L’histoire commence alors que Leonore Franck, gardienne de l’œuvre poétique de son mari, ouvre à nouveau les portes de la maison familiale, à l’occasion d’une lecture publique. Son fils, Friedrich, dévoile, ce soir-là, sa première œuvre, non sans une certaine angoisse. Difficile, en effet, pour ce jeune auteur, écrasé par l’image d’icône nationale de son père, de se faire une place… mais ce soir-là, l’arrivée de Maria dans cette « maison contaminée par la peur et le mensonge » va faire éclater l’image de cette biographie idéale et la solidité de ce culte.
Dans un magnifique décor de panneaux rappelant les œuvres de Mondrian, deux femmes s’affrontent donc autour de la mémoire de Karl Franck : Natalie Dessay, une veuve majestueuse, autoritaire et intransigeante, et Macha Méril, « l’étrangère, qui se tait depuis vingt ans et qui dira toute la vérité ». Le reste de la distribution est tout aussi brillant : Gaël Giraudeau, Bernard Alane et Valentine Galey sont des acteurs précis, efficaces, à la grande puissance émotionnelle, qui nous transportent. Les longs applaudissements et les nombreux rappels le confirment.
La représentation d’hier soir à l’Opéra, où la Légende d’une vie fut magistralement servie, crée comme une urgence. Celle de s’immerger à nouveau des écrits de Zweig.
Femme tout en contrôle Leonor, (Natalie Dessay), veuve d’un poète célèbre, a métamorphosé la maison familiale en un mausolée. Mais la solidité de ce culte va être ébranlée par l’arrivée de Maria (Macha Méril), une femme mystérieuse. Le descendant du grand homme, (Gaël Gireaudeau) qui étouffe d’être le fils de, va s’engouffrer dans cette faille bienfaitrice. Il va pouvoir rayer « ce marbre sans fêlure » pour être enfin !

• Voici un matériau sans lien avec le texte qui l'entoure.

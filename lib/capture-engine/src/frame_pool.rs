use crate::SlotError;
use capture_device::CaptureScreens;
use log::warn;
use std::{
    ops::Deref,
    sync::{Arc, Mutex, MutexGuard},
    time::Duration,
};

pub const NUM_READER_ROLES: usize = 2;

#[derive(Debug, Clone, Copy, PartialEq, Eq)]
pub enum ReaderRole {
    Video,
    Audio,
}

impl ReaderRole {
    pub const ALL: [ReaderRole; NUM_READER_ROLES] = [ReaderRole::Video, ReaderRole::Audio];

    fn index(self) -> usize {
        match self {
            ReaderRole::Video => 0,
            ReaderRole::Audio => 1,
        }
    }
}

/// Minimum pool size that lets every lane write while both roles hold a
/// slot and the last completed frame stays untouched.
pub fn min_pool_slots(writer_lanes: usize) -> usize {
    NUM_READER_ROLES + 1 + writer_lanes
}

#[derive(Debug, Clone, Default, PartialEq)]
pub struct FrameMeta {
    /// Bytes of the payload holding frame data
    pub length: usize,

    /// Time since the previously delivered frame
    pub time_delta: Duration,

    /// Time since the previous completion on the same lane
    pub lane_elapsed: Duration,

    pub screens: CaptureScreens,

    /// Bytes at the front of the payload to skip
    pub leading_offset: usize,

    /// Delivered while the session cooldown was running
    pub discard_candidate: bool,

    /// Assigned by the pool when the frame becomes visible
    pub sequence: u64,
}

#[derive(Debug)]
pub struct FrameSlot {
    index: usize,
    payload: Box<[u8]>,
    meta: FrameMeta,
}

impl FrameSlot {
    pub fn index(&self) -> usize {
        self.index
    }

    pub fn meta(&self) -> &FrameMeta {
        &self.meta
    }

    /// Whole slot buffer.
    pub fn payload(&self) -> &[u8] {
        &self.payload
    }

    /// Frame bytes, without the leading offset.
    pub fn data(&self) -> &[u8] {
        let end = self.meta.length.min(self.payload.len());
        let start = self.meta.leading_offset.min(end);
        &self.payload[start..end]
    }
}

#[derive(Debug, Clone, Copy, PartialEq, Eq)]
pub struct SlotState {
    pub writer_active: bool,
    pub reader_count: usize,
}

#[derive(Debug, Clone, Copy, Default, PartialEq, Eq)]
pub struct PoolStats {
    pub frames_promoted: u64,
    pub writer_starved: u64,
}

#[derive(Debug)]
struct PoolState {
    last_completed: Option<usize>,
    writer_slot: Vec<Option<usize>>,
    reader_slot: [Option<usize>; NUM_READER_ROLES],
    writer_active: Vec<bool>,
    reader_count: Vec<usize>,
    delivered: Vec<[bool; NUM_READER_ROLES]>,

    // `None` while the slot is leased to a writer
    frames: Vec<Option<Arc<FrameSlot>>>,

    sequence: u64,
    writer_starved: u64,
}

#[derive(Debug)]
struct PoolShared {
    state: Mutex<PoolState>,
    slot_capacity: usize,
}

impl PoolShared {
    fn state(&self) -> MutexGuard<'_, PoolState> {
        self.state.lock().unwrap_or_else(|e| e.into_inner())
    }

    fn release(&self, lane: usize, mut slot: FrameSlot, promote: bool) {
        if slot.payload.len() != self.slot_capacity {
            warn!(
                "slot {} came back with a {} byte buffer, reallocating",
                slot.index,
                slot.payload.len()
            );
            slot.payload = vec![0; self.slot_capacity].into_boxed_slice();
        }

        let mut state = self.state();
        let index = slot.index;

        if promote {
            slot.meta.sequence = state.sequence;
            state.sequence += 1;
            state.last_completed = Some(index);
            state.delivered[index] = [false; NUM_READER_ROLES];
        }

        state.frames[index] = Some(Arc::new(slot));
        state.writer_active[index] = false;
        if state.writer_slot[lane] == Some(index) {
            state.writer_slot[lane] = None;
        }
    }
}

/// Fixed set of frame slots shared by the writer lanes and the two reader
/// roles.
///
/// Only the bookkeeping is behind the mutex. A writer owns its slot through
/// [`WriterSlot`] and fills it without holding any lock. Readers get shared,
/// immutable access through [`ReaderSlot`].
#[derive(Debug, Clone)]
pub struct FrameBufferPool {
    shared: Arc<PoolShared>,
}

impl FrameBufferPool {
    pub fn new(num_slots: usize, writer_lanes: usize, slot_capacity: usize) -> Self {
        let frames = (0..num_slots)
            .map(|index| {
                Some(Arc::new(FrameSlot {
                    index,
                    payload: vec![0; slot_capacity].into_boxed_slice(),
                    meta: FrameMeta::default(),
                }))
            })
            .collect();

        let state = PoolState {
            last_completed: None,
            writer_slot: vec![None; writer_lanes],
            reader_slot: [None; NUM_READER_ROLES],
            writer_active: vec![false; num_slots],
            reader_count: vec![0; num_slots],
            delivered: vec![[true; NUM_READER_ROLES]; num_slots],
            frames,
            sequence: 0,
            writer_starved: 0,
        };

        Self {
            shared: Arc::new(PoolShared {
                state: Mutex::new(state),
                slot_capacity,
            }),
        }
    }

    pub fn num_slots(&self) -> usize {
        self.shared.state().frames.len()
    }

    pub fn writer_lanes(&self) -> usize {
        self.shared.state().writer_slot.len()
    }

    pub fn slot_capacity(&self) -> usize {
        self.shared.slot_capacity
    }

    pub fn last_completed(&self) -> Option<usize> {
        self.shared.state().last_completed
    }

    pub fn stats(&self) -> PoolStats {
        let state = self.shared.state();
        PoolStats {
            frames_promoted: state.sequence,
            writer_starved: state.writer_starved,
        }
    }

    pub fn slot_states(&self) -> Vec<SlotState> {
        let state = self.shared.state();
        state
            .writer_active
            .iter()
            .zip(state.reader_count.iter())
            .map(|(writer_active, reader_count)| SlotState {
                writer_active: *writer_active,
                reader_count: *reader_count,
            })
            .collect()
    }

    /// Slot currently leased to `lane`.
    pub fn writer_slot_index(&self, lane: usize) -> Option<usize> {
        self.shared.state().writer_slot.get(lane).copied().flatten()
    }

    /// Lease a free slot to `lane`.
    ///
    /// A lane holds at most one lease. While its lease is outstanding this
    /// fails with [`SlotError::AlreadyLeased`], and with
    /// [`SlotError::Exhausted`] when every slot is being read, written or is
    /// the last completed frame. Neither changes any slot.
    pub fn get_writer_slot(&self, lane: usize) -> Result<WriterSlot, SlotError> {
        let mut state = self.shared.state();

        match state.writer_slot.get(lane) {
            None => return Err(SlotError::LaneOutOfRange(lane)),
            Some(Some(index)) => return Err(SlotError::AlreadyLeased(*index)),
            Some(None) => (),
        }

        for index in 0..state.frames.len() {
            if state.reader_count[index] != 0
                || state.last_completed == Some(index)
                || state.writer_active[index]
            {
                continue;
            }

            let Some(frame) = state.frames[index].take() else {
                continue;
            };

            match Arc::try_unwrap(frame) {
                Ok(slot) => {
                    state.writer_active[index] = true;
                    state.writer_slot[lane] = Some(index);
                    state.delivered[index] = [false; NUM_READER_ROLES];

                    return Ok(WriterSlot {
                        lane,
                        slot: Some(slot),
                        pool: self.shared.clone(),
                    });
                }

                // A released reader still holds its handle
                Err(frame) => state.frames[index] = Some(frame),
            }
        }

        state.writer_starved += 1;
        Err(SlotError::Exhausted)
    }

    pub fn release_writer_slot(&self, mut lease: WriterSlot, promote: bool) {
        if let Some(slot) = lease.slot.take() {
            self.shared.release(lease.lane, slot, promote);
        }
    }

    /// Record a finished frame and make it visible to the readers.
    ///
    /// With `bytes == None` the payload is already in the slot and only the
    /// metadata changes. A frame whose leading offset covers its whole
    /// length is dropped instead. Returns whether the frame was promoted.
    pub fn write_payload(&self, mut lease: WriterSlot, bytes: Option<&[u8]>, meta: FrameMeta) -> bool {
        if meta.leading_offset >= meta.length {
            self.release_writer_slot(lease, false);
            return false;
        }

        if let Some(slot) = lease.slot.as_mut() {
            if let Some(bytes) = bytes {
                let n = bytes.len().min(slot.payload.len());
                slot.payload[..n].copy_from_slice(&bytes[..n]);
            }

            let length = meta.length.min(slot.payload.len());
            slot.meta = FrameMeta { length, ..meta };
        }

        self.release_writer_slot(lease, true);
        true
    }

    /// Latch `role` onto the newest frame it has not seen yet.
    ///
    /// Calling again before [`Self::release_reader_slot`] returns the same
    /// slot.
    pub fn get_reader_slot(&self, role: ReaderRole) -> Option<ReaderSlot> {
        let mut state = self.shared.state();
        let role_index = role.index();

        if let Some(index) = state.reader_slot[role_index] {
            let slot = state.frames[index].clone()?;
            return Some(ReaderSlot { role, slot });
        }

        let index = state.last_completed?;
        if state.delivered[index][role_index] {
            return None;
        }

        let slot = state.frames[index].clone()?;
        state.delivered[index][role_index] = true;
        state.reader_count[index] += 1;
        state.reader_slot[role_index] = Some(index);

        Some(ReaderSlot { role, slot })
    }

    pub fn release_reader_slot(&self, role: ReaderRole) {
        let mut state = self.shared.state();
        if let Some(index) = state.reader_slot[role.index()].take() {
            state.reader_count[index] = state.reader_count[index].saturating_sub(1);
        }
    }
}

/// Exclusive lease on one slot, held by a writer lane.
///
/// Dropping the lease gives the slot back without publishing it.
#[derive(Debug)]
pub struct WriterSlot {
    lane: usize,
    slot: Option<FrameSlot>,
    pool: Arc<PoolShared>,
}

impl WriterSlot {
    pub fn lane(&self) -> usize {
        self.lane
    }

    pub fn index(&self) -> usize {
        self.slot.as_ref().map(|s| s.index).unwrap_or_default()
    }

    pub fn payload_mut(&mut self) -> &mut [u8] {
        match self.slot.as_mut() {
            Some(slot) => &mut slot.payload,
            None => &mut [],
        }
    }

    /// Move the buffer out, to hand it to a transfer.
    pub fn take_payload(&mut self) -> Box<[u8]> {
        self.slot
            .as_mut()
            .map(|slot| std::mem::take(&mut slot.payload))
            .unwrap_or_default()
    }

    pub fn restore_payload(&mut self, payload: Box<[u8]>) {
        if let Some(slot) = self.slot.as_mut() {
            slot.payload = payload;
        }
    }
}

impl Drop for WriterSlot {
    fn drop(&mut self) {
        if let Some(slot) = self.slot.take() {
            self.pool.release(self.lane, slot, false);
        }
    }
}

/// Shared read access to a completed frame.
#[derive(Debug)]
pub struct ReaderSlot {
    role: ReaderRole,
    slot: Arc<FrameSlot>,
}

impl ReaderSlot {
    pub fn role(&self) -> ReaderRole {
        self.role
    }
}

impl Deref for ReaderSlot {
    type Target = FrameSlot;

    fn deref(&self) -> &Self::Target {
        &self.slot
    }
}
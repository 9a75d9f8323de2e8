use capture_device::{
    CaptureMode, ConnectionKind, DS_SAMPLES_IN, DeviceDescriptor, HEIGHT_3DS, HEIGHT_DS,
    O3DS_SAMPLES_IN, StreamFraming, TOP_WIDTH_3DS, BOT_WIDTH_3DS, WIDTH_DS,
};
use derive_setters::Setters;
use std::time::Duration;

#[derive(Debug, Clone, Copy, PartialEq, Eq)]
pub enum SimKind {
    /// Every read returns one whole frame
    Plain,

    /// Continuous stream with packet headers and a marker-run trailer
    Framed,
}

#[derive(Debug, Clone, Setters)]
#[setters(prefix = "with_")]
pub struct SimDeviceConfig {
    pub serial: String,
    pub name: String,
    pub kind: SimKind,

    /// Logical frame size in 2D mode
    pub frame_bytes: usize,

    /// Logical frame size in 3D mode
    pub frame_bytes_3d: usize,

    /// Trailing part of every frame holding audio
    pub audio_bytes: usize,

    pub max_lanes: usize,
    pub supports_async: bool,

    /// Time the device needs to produce one frame
    pub frame_interval: Duration,

    pub seed: u64,

    /// Longest marker run closing a framed frame, in words
    pub max_run_words: usize,

    pub stall_clearable: bool,

    /// Drop `shift_bytes` logical bytes every this many transfers
    #[setters(strip_option)]
    pub shift_every: Option<u64>,

    pub shift_bytes: usize,

    /// Bytes at the front of every frame that carry no data
    pub leading_offset: usize,

    /// The device FIFO overflows when no read is pending for this long, and
    /// the device restarts on the next frame boundary.
    #[setters(strip_option)]
    pub overrun_after: Option<Duration>,
}

impl SimDeviceConfig {
    /// A 3DS-style device delivering RGB888 frames.
    pub fn plain(serial: impl Into<String>) -> Self {
        let video = (HEIGHT_3DS * (TOP_WIDTH_3DS + BOT_WIDTH_3DS)) as usize * 3;
        let video_3d = (HEIGHT_3DS * (TOP_WIDTH_3DS * 2 + BOT_WIDTH_3DS)) as usize * 3;
        let audio = O3DS_SAMPLES_IN * 2;

        Self {
            serial: serial.into(),
            name: "Sim 3DS".to_string(),
            kind: SimKind::Plain,
            frame_bytes: video + audio,
            frame_bytes_3d: video_3d + audio,
            audio_bytes: audio,
            max_lanes: 8,
            supports_async: true,
            frame_interval: Duration::from_micros(16_715),
            seed: 0,
            max_run_words: 64,
            stall_clearable: true,
            shift_every: None,
            shift_bytes: 2,
            leading_offset: 0,
            overrun_after: None,
        }
    }

    /// An old-DS-style device streaming RGB565 frames with packet headers.
    pub fn framed(serial: impl Into<String>) -> Self {
        let video = (WIDTH_DS * HEIGHT_DS * 2) as usize * 2;
        let audio = DS_SAMPLES_IN * 2;

        Self {
            name: "Sim DS".to_string(),
            kind: SimKind::Framed,
            frame_bytes: video + audio,
            frame_bytes_3d: video + audio,
            audio_bytes: audio,
            max_lanes: 4,
            ..Self::plain(serial)
        }
    }

    pub fn descriptor(&self) -> DeviceDescriptor {
        let long_name = format!("Simulated {} ({})", self.name, self.serial);
        match self.kind {
            SimKind::Plain => {
                DeviceDescriptor::new_3ds(self.serial.clone(), self.name.clone(), ConnectionKind::Ftd3)
                    .with_has_3d(true)
                    .with_long_name(long_name)
            }
            SimKind::Framed => {
                DeviceDescriptor::new(self.serial.clone(), self.name.clone(), ConnectionKind::Ftd2)
                    .with_long_name(long_name)
            }
        }
    }

    pub fn framing(&self) -> Option<StreamFraming> {
        (self.kind == SimKind::Framed).then(StreamFraming::default)
    }

    pub fn frame_size(&self, mode: CaptureMode) -> usize {
        let size = if mode.stereo_3d {
            self.frame_bytes_3d
        } else {
            self.frame_bytes
        };

        // RGB565 instead of RGB888 for the video part
        if mode.low_bandwidth && self.kind == SimKind::Plain {
            let video = size.saturating_sub(self.audio_bytes);
            return (video / 3 * 2 + self.audio_bytes) & !1;
        }
        size & !1
    }

    pub fn video_in_size(&self, mode: CaptureMode) -> usize {
        self.frame_size(mode).saturating_sub(self.audio_bytes)
    }

    /// Bytes one read of `mode` takes on the bus.
    pub fn transfer_size(&self, mode: CaptureMode) -> usize {
        let frame = self.frame_size(mode);
        match self.framing() {
            Some(framing) => framing.expanded_length(frame),
            None => frame,
        }
    }

    pub fn max_transfer_size(&self) -> usize {
        [false, true]
            .into_iter()
            .flat_map(|stereo_3d| [false, true].map(|low| CaptureMode::new(stereo_3d, low)))
            .map(|mode| self.transfer_size(mode))
            .max()
            .unwrap_or_default()
    }
}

La sobriété de la mise en scène de Christophe Lidon exhume toute la subtilité et la tension du texte de Zweig. Les secrets des personnages, leurs douleurs intimes, l’amour de Maria et Leonor pour un même homme (un duo excellent), tissent une toile inexorable dans laquelle s’empêtre chacun. Mais, la quête de vérité de Maria et du fils va libérer les personnages de cette présence fantomatique. Les conduisant à ne plus renoncer à leur légitimité. A être en paix avec les autres au-delà des passions de haine et d’amour. Une mise en lumière de cette pièce de Zweig, sertie comme un bijou par les cinq comédiens salués longuement par le public.